Special activities like art, music and informational technology will look different with staff going into the room where students are already located instead of students moving to another classroom.

Kindergarten parents will be notified Aug. 1 whether their child is in the a.m. or p.m. group. Parents can make a request because of child care needs and the school will try to accommodate the time preferred.

Class sizes will be smaller for kindergarten to help with management and academics. Socialization and play are important and the task force is working on how a day will look for kindergarten students.

The district has the ability to use Tallmadge teachers as instructors for Tallmadge Online but it depends on how many students are in the program. It is a self-paced program and may not work for all families, Ferguson said.

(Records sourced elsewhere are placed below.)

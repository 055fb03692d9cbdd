// Copyright (C) 2025 SyncMyOrders Sp. z o.o.
// SPDX-License-Identifier: AGPL-3.0-or-later
//! TaskService: the collection of tasks the service is running.

use redfish_core::{Batch, Entity, Link, Resource, Result, Task, fetch_collection};
use serde::{Deserialize, Serialize};

use crate::common::{Status, required};

#[derive(Debug, Clone, Serialize, Deserialize)]
pub struct TaskService {
    #[serde(flatten)]
    pub entity: Entity,
    #[serde(rename = "ServiceEnabled", default, skip_serializing_if = "Option::is_none")]
    pub service_enabled: Option<bool>,
    /// `Manual` or `Oldest`.
    #[serde(rename = "CompletedTaskOverWritePolicy", default, skip_serializing_if = "Option::is_none")]
    pub completed_task_overwrite_policy: Option<String>,
    #[serde(rename = "LifeCycleEventOnTaskStateChange", default, skip_serializing_if = "Option::is_none")]
    pub event_on_state_change: Option<bool>,
    #[serde(rename = "Status", default)]
    pub status: Status,
    #[serde(rename = "Tasks", default, skip_serializing_if = "Link::is_empty")]
    pub tasks: Link,
}
redfish_core::resource!(TaskService, ["ServiceEnabled"]);

impl TaskService {
    pub async fn tasks(&self) -> Result<Batch<Task>> {
        let uri = required(&self.tasks, "Tasks", self.odata_id())?;
        fetch_collection(self.client()?, uri).await
    }
}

“The sooner we know the amount of students in a grade that parents want online, the more effectively we can deploy our staff into the learning,” Kellar said.

Educational Service Consortium is the largest platform in Ohio and provides the best services for students, Monachino said. Tallmadge will use Lincoln and Ingenuity educational platforms. They have a wide variety of options for honor classes and AP classes.

“If we get enough students enrolled, we can use our own teachers and they will be instructed to use their platform,” Monachino said.

Parents can go to the Tallmadge school link “What will remote learning for my child look like?” for more information.

“This is a tough decision for parents and we want you to make the best decision,” Ferguson said. “You know your student best and your family situation. We want to give you the information so you can make the best decision for your family.”

This school year will not be normal and will be a challenge, Ferguson said. The staff will be accessible for all families whether online or in person.